START Record extracts
/// Raw webhook request as received by the HTTP layer. Header names are
/// expected lowercased.
#[derive(Debug, Clone, Default)]
pub struct WebhookRequest {
    pub headers: HashMap<String, String>,
    pub body: String,
}

impl WebhookRequest {
    fn header(&self, name: &str) -> Option<&str> {
        self.headers.get(name).map(String::as_str)
    }
}

#[derive(Debug, Clone, PartialEq, Eq)]
pub enum IngestOutcome {
    Accepted,
    Duplicate,
    Invalid(String),
}

struct PendingTrigger {
    due_at: DateTime<Utc>,
    webhook_ids: Vec<Uuid>,
}

#[derive(Default)]
struct IngestState {
    seen: HashSet<String>,
    seen_order: VecDeque<String>,
    log: Vec<WebhookEvent>,
    pending: HashMap<Uuid, PendingTrigger>,
}

pub struct WebhookIngestor {
    store: Arc<EventStore>,
    engine: Arc<SyncEngine>,
    state: StdMutex<IngestState>,
    debounce: Duration,
}

impl WebhookIngestor {
    pub fn new(store: Arc<EventStore>, engine: Arc<SyncEngine>) -> Self {
        WebhookIngestor {
            store,
            engine,
            state: StdMutex::new(IngestState::default()),
            debounce: Duration::seconds(DEBOUNCE_SECONDS),
        }
    }

    pub fn with_debounce(mut self, debounce: Duration) -> Self {
        self.debounce = debounce;
        self
    }

    /// Validate, deduplicate, and enqueue one webhook delivery.
    ///
    /// Invalid or unverifiable deliveries are recorded but never acted on.
    pub fn ingest(&self, provider: CalendarProvider, request: &WebhookRequest) -> IngestOutcome {
        let notification = match parse_notification(provider, request) {
            Ok(Some(notification)) => notification,
            // A handshake (e.g. Google's `sync` probe) needs an ack only.
            Ok(None) => return IngestOutcome::Accepted,
            Err(err) => return IngestOutcome::Invalid(err.to_string()),
        };

        let config = self
            .store
            .list_configs()
            .into_iter()
            .find(|c| c.provider == provider && c.external_calendar_id == notification.calendar_id);
        let Some(config) = config else {
            return IngestOutcome::Invalid(format!(
                "no configuration for {} calendar '{}'",
                provider, notification.calendar_id
            ));
        };

        let event = WebhookEvent {
            id: Uuid::new_v4(),
            provider,
            user_id: config.user_id,
            change: notification.change,
            calendar_id: notification.calendar_id,
            event_id: notification.event_id,
            received_at: Utc::now(),
            processed: false,
            attempts: 0,
            failed: false,
        };

        if let Some(secret) = &config.webhook_secret {
            if !verify_signature(provider, secret, request) {
                tracing::warn!(provider = %provider, calendar = %event.calendar_id,
                    "webhook failed signature validation");
                // Recorded but never acted on.
                self.record_rejected(event);
                return IngestOutcome::Invalid("signature validation failed".into());
            }
        }

        if !config.enabled {
            let reason = format!("configuration {} is disabled", config.id);
            self.record_rejected(event);
            return IngestOutcome::Invalid(reason);
        }

        let key = event.idempotency_key();

        // Dedup and debounce under one lock: concurrent deliveries of the
        // same key resolve to exactly one accepted event.
        let mut state = self.state.lock().unwrap();
        if !state.seen.insert(key.clone()) {
            return IngestOutcome::Duplicate;
        }
        state.seen_order.push_back(key);
        if state.seen_order.len() > SEEN_CAP {
            if let Some(evicted) = state.seen_order.pop_front() {
                state.seen.remove(&evicted);
            }
        }

        let due_at = event.received_at + self.debounce;
        let webhook_id = event.id;
        state.log.push(event);
        state
            .pending
            .entry(config.id)
            .and_modify(|pending| {
                pending.due_at = due_at;
                pending.webhook_ids.push(webhook_id);
            })
            .or_insert(PendingTrigger {
                due_at,
                webhook_ids: vec![webhook_id],
            });

        IngestOutcome::Accepted
    }

    fn record_rejected(&self, mut event: WebhookEvent) {
        event.failed = true;
        self.state.lock().unwrap().log.push(event);
    }

    /// Re-enqueue deliveries that never completed processing.
    pub fn replay_unprocessed(&self) -> usize {
        let now = Utc::now();
        let mut state = self.state.lock().unwrap();
        let unprocessed: Vec<(Uuid, Uuid)> = state
            .log
            .iter()
            .filter(|e| !e.processed && !e.failed)
            .filter_map(|e| {
                // Config may have been removed since delivery.
                self.store
                    .list_configs()
                    .iter()
                    .find(|c| c.provider == e.provider && c.external_calendar_id == e.calendar_id)
                    .map(|c| (c.id, e.id))
            })
            .collect();
        let count = unprocessed.len();
        for (config_id, webhook_id) in unprocessed {
            state
                .pending
                .entry(config_id)
                .and_modify(|pending| pending.webhook_ids.push(webhook_id))
                .or_insert(PendingTrigger {
                    due_at: now,
                    webhook_ids: vec![webhook_id],
                });
        }
        count
    }

    /// All retained deliveries, most recent last.
    pub fn events(&self) -> Vec<WebhookEvent> {
        self.state.lock().unwrap().log.clone()
    }

    /// Number of calendars with a debounced trigger waiting.
    pub fn pending_count(&self) -> usize {
        self.state.lock().unwrap().pending.len()
    }

    /// Drop the pending trigger for a configuration (pause semantics).
    pub fn cancel_pending(&self, config_id: Uuid) {
        self.state.lock().unwrap().pending.remove(&config_id);
        self.engine.cancel_pending(config_id);
    }

    /// Fire sync triggers whose debounce window has elapsed. Trigger
    /// failures are retried with exponential backoff up to a bounded
    /// attempt count; beyond it the deliveries are marked failed.
    pub async fn process_due(&self, now: DateTime<Utc>) {
        let due: Vec<(Uuid, Vec<Uuid>)> = {
            let mut state = self.state.lock().unwrap();
            let ready: Vec<Uuid> = state
                .pending
                .iter()
                .filter(|(_, pending)| pending.due_at <= now)
                .map(|(config_id, _)| *config_id)
                .collect();
            ready
                .into_iter()
                .filter_map(|id| state.pending.remove(&id).map(|p| (id, p.webhook_ids)))
                .collect()
        };

        for (config_id, webhook_ids) in due {
            match self.engine.trigger(config_id).await {
                Ok(_) => self.mark(&webhook_ids, |event| event.processed = true),
                Err(err) => {
                    tracing::warn!(%config_id, error = %err, "webhook-triggered sync failed");
                    self.retry(config_id, webhook_ids, now);
                }
            }
        }
    }

    /// Debounce-aware processing loop; spawn once per process.
    pub async fn run(self: Arc<Self>) {
        let mut ticker = tokio::time::interval(std::time::Duration::from_millis(500));
        loop {
            ticker.tick().await;
            self.process_due(Utc::now()).await;
        }
    }

    fn retry(&self, config_id: Uuid, webhook_ids: Vec<Uuid>, now: DateTime<Utc>) {
        let mut state = self.state.lock().unwrap();
        let mut max_attempts = 0;
        for event in state.log.iter_mut().filter(|e| webhook_ids.contains(&e.id)) {
            event.attempts += 1;
            if event.attempts >= MAX_ATTEMPTS {
                event.failed = true;
                tracing::warn!(webhook = %event.id, "webhook permanently failed after {MAX_ATTEMPTS} attempts");
            } else {
                max_attempts = max_attempts.max(event.attempts);
            }
        }
        let surviving: Vec<Uuid> = state
            .log
            .iter()
            .filter(|e| webhook_ids.contains(&e.id) && !e.failed)
            .map(|e| e.id)
            .collect();
        if !surviving.is_empty() {
            let delay = backoff::webhook_backoff_seconds(max_attempts);
            state.pending.insert(
                config_id,
                PendingTrigger {
                    due_at: now + Duration::seconds(delay as i64),
                    webhook_ids: surviving,
                },
            );
        }
    }

    fn mark(&self, webhook_ids: &[Uuid], apply: impl Fn(&mut WebhookEvent)) {
        let mut state = self.state.lock().unwrap();
        for event in state.log.iter_mut().filter(|e| webhook_ids.contains(&e.id)) {
            apply(event);
        }
    }
}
END Record extracts
[Assignment] Output every entry exactly as given.

[Task solution]
/// Raw webhook request as received by the HTTP layer. Header names are
/// expected lowercased.
#[derive(Debug, Clone, Default)]
pub struct WebhookRequest {
    pub headers: HashMap<String, String>,
    pub body: String,
}

impl WebhookRequest {
    fn header(&self, name: &str) -> Option<&str> {
        self.headers.get(name).map(String::as_str)
    }
}

#[derive(Debug, Clone, PartialEq, Eq)]
pub enum IngestOutcome {
    Accepted,
    Duplicate,
    Invalid(String),
}

struct PendingTrigger {
    due_at: DateTime<Utc>,
    webhook_ids: Vec<Uuid>,
}

#[derive(Default)]
struct IngestState {
    seen: HashSet<String>,
    seen_order: VecDeque<String>,
    log: Vec<WebhookEvent>,
    pending: HashMap<Uuid, PendingTrigger>,
}

pub struct WebhookIngestor {
    store: Arc<EventStore>,
    engine: Arc<SyncEngine>,
    state: StdMutex<IngestState>,
    debounce: Duration,
}

impl WebhookIngestor {
    pub fn new(store: Arc<EventStore>, engine: Arc<SyncEngine>) -> Self {
        WebhookIngestor {
            store,
            engine,
            state: StdMutex::new(IngestState::default()),
            debounce: Duration::seconds(DEBOUNCE_SECONDS),
        }
    }

    pub fn with_debounce(mut self, debounce: Duration) -> Self {
        self.debounce = debounce;
        self
    }

    /// Validate, deduplicate, and enqueue one webhook delivery.
    ///
    /// Invalid or unverifiable deliveries are recorded but never acted on.
    pub fn ingest(&self, provider: CalendarProvider, request: &WebhookRequest) -> IngestOutcome {
        let notification = match parse_notification(provider, request) {
            Ok(Some(notification)) => notification,
            // A handshake (e.g. Google's `sync` probe) needs an ack only.
            Ok(None) => return IngestOutcome::Accepted,
            Err(err) => return IngestOutcome::Invalid(err.to_string()),
        };

        let config = self
            .store
            .list_configs()
            .into_iter()
            .find(|c| c.provider == provider && c.external_calendar_id == notification.calendar_id);
        let Some(config) = config else {
            return IngestOutcome::Invalid(format!(
                "no configuration for {} calendar '{}'",
                provider, notification.calendar_id
            ));
        };

        let event = WebhookEvent {
            id: Uuid::new_v4(),
            provider,
            user_id: config.user_id,
            change: notification.change,
            calendar_id: notification.calendar_id,
            event_id: notification.event_id,
            received_at: Utc::now(),
            processed: false,
            attempts: 0,
            failed: false,
        };

        if let Some(secret) = &config.webhook_secret {
            if !verify_signature(provider, secret, request) {
                tracing::warn!(provider = %provider, calendar = %event.calendar_id,
                    "webhook failed signature validation");
                // Recorded but never acted on.
                self.record_rejected(event);
                return IngestOutcome::Invalid("signature validation failed".into());
            }
        }

        if !config.enabled {
            let reason = format!("configuration {} is disabled", config.id);
            self.record_rejected(event);
            return IngestOutcome::Invalid(reason);
        }

        let key = event.idempotency_key();

        // Dedup and debounce under one lock: concurrent deliveries of the
        // same key resolve to exactly one accepted event.
        let mut state = self.state.lock().unwrap();
        if !state.seen.insert(key.clone()) {
            return IngestOutcome::Duplicate;
        }
        state.seen_order.push_back(key);
        if state.seen_order.len() > SEEN_CAP {
            if let Some(evicted) = state.seen_order.pop_front() {
                state.seen.remove(&evicted);
            }
        }

        let due_at = event.received_at + self.debounce;
        let webhook_id = event.id;
        state.log.push(event);
        state
            .pending
            .entry(config.id)
            .and_modify(|pending| {
                pending.due_at = due_at;
                pending.webhook_ids.push(webhook_id);
            })
            .or_insert(PendingTrigger {
                due_at,
                webhook_ids: vec![webhook_id],
            });

        IngestOutcome::Accepted
    }

    fn record_rejected(&self, mut event: WebhookEvent) {
        event.failed = true;
        self.state.lock().unwrap().log.push(event);
    }

    /// Re-enqueue deliveries that never completed processing.
    pub fn replay_unprocessed(&self) -> usize {
        let now = Utc::now();
        let mut state = self.state.lock().unwrap();
        let unprocessed: Vec<(Uuid, Uuid)> = state
            .log
            .iter()
            .filter(|e| !e.processed && !e.failed)
            .filter_map(|e| {
                // Config may have been removed since delivery.
                self.store
                    .list_configs()
                    .iter()
                    .find(|c| c.provider == e.provider && c.external_calendar_id == e.calendar_id)
                    .map(|c| (c.id, e.id))
            })
            .collect();
        let count = unprocessed.len();
        for (config_id, webhook_id) in unprocessed {
            state
                .pending
                .entry(config_id)
                .and_modify(|pending| pending.webhook_ids.push(webhook_id))
                .or_insert(PendingTrigger {
                    due_at: now,
                    webhook_ids: vec![webhook_id],
                });
        }
        count
    }

    /// All retained deliveries, most recent last.
    pub fn events(&self) -> Vec<WebhookEvent> {
        self.state.lock().unwrap().log.clone()
    }

    /// Number of calendars with a debounced trigger waiting.
    pub fn pending_count(&self) -> usize {
        self.state.lock().unwrap().pending.len()
    }

    /// Drop the pending trigger for a configuration (pause semantics).
    pub fn cancel_pending(&self, config_id: Uuid) {
        self.state.lock().unwrap().pending.remove(&config_id);
        self.engine.cancel_pending(config_id);
    }

    /// Fire sync triggers whose debounce window has elapsed. Trigger
    /// failures are retried with exponential backoff up to a bounded
    /// attempt count; beyond it the deliveries are marked failed.
    pub async fn process_due(&self, now: DateTime<Utc>) {
        let due: Vec<(Uuid, Vec<Uuid>)> = {
            let mut state = self.state.lock().unwrap();
            let ready: Vec<Uuid> = state
                .pending
                .iter()
                .filter(|(_, pending)| pending.due_at <= now)
                .map(|(config_id, _)| *config_id)
                .collect();
            ready
                .into_iter()
                .filter_map(|id| state.pending.remove(&id).map(|p| (id, p.webhook_ids)))
                .collect()
        };

        for (config_id, webhook_ids) in due {
            match self.engine.trigger(config_id).await {
                Ok(_) => self.mark(&webhook_ids, |event| event.processed = true),
                Err(err) => {
                    tracing::warn!(%config_id, error = %err, "webhook-triggered sync failed");
                    self.retry(config_id, webhook_ids, now);
                }
            }
        }
    }

    /// Debounce-aware processing loop; spawn once per process.
    pub async fn run(self: Arc<Self>) {
        let mut ticker = tokio::time::interval(std::time::Duration::from_millis(500));
        loop {
            ticker.tick().await;
            self.process_due(Utc::now()).await;
        }
    }

    fn retry(&self, config_id: Uuid, webhook_ids: Vec<Uuid>, now: DateTime<Utc>) {
        let mut state = self.state.lock().unwrap();
        let mut max_attempts = 0;
        for event in state.log.iter_mut().filter(|e| webhook_ids.contains(&e.id)) {
            event.attempts += 1;
            if event.attempts >= MAX_ATTEMPTS {
                event.failed = true;
                tracing::warn!(webhook = %event.id, "webhook permanently failed after {MAX_ATTEMPTS} attempts");
            } else {
                max_attempts = max_attempts.max(event.attempts);
            }
        }
        let surviving: Vec<Uuid> = state
            .log
            .iter()
            .filter(|e| webhook_ids.contains(&e.id) && !e.failed)
            .map(|e| e.id)
            .collect();
        if !surviving.is_empty() {
            let delay = backoff::webhook_backoff_seconds(max_attempts);
            state.pending.insert(
                config_id,
                PendingTrigger {
                    due_at: now + Duration::seconds(delay as i64),
                    webhook_ids: surviving,
                },
            );
        }
    }

    fn mark(&self, webhook_ids: &[Uuid], apply: impl Fn(&mut WebhookEvent)) {
        let mut state = self.state.lock().unwrap();
        for event in state.log.iter_mut().filter(|e| webhook_ids.contains(&e.id)) {
            apply(event);
        }
    }
}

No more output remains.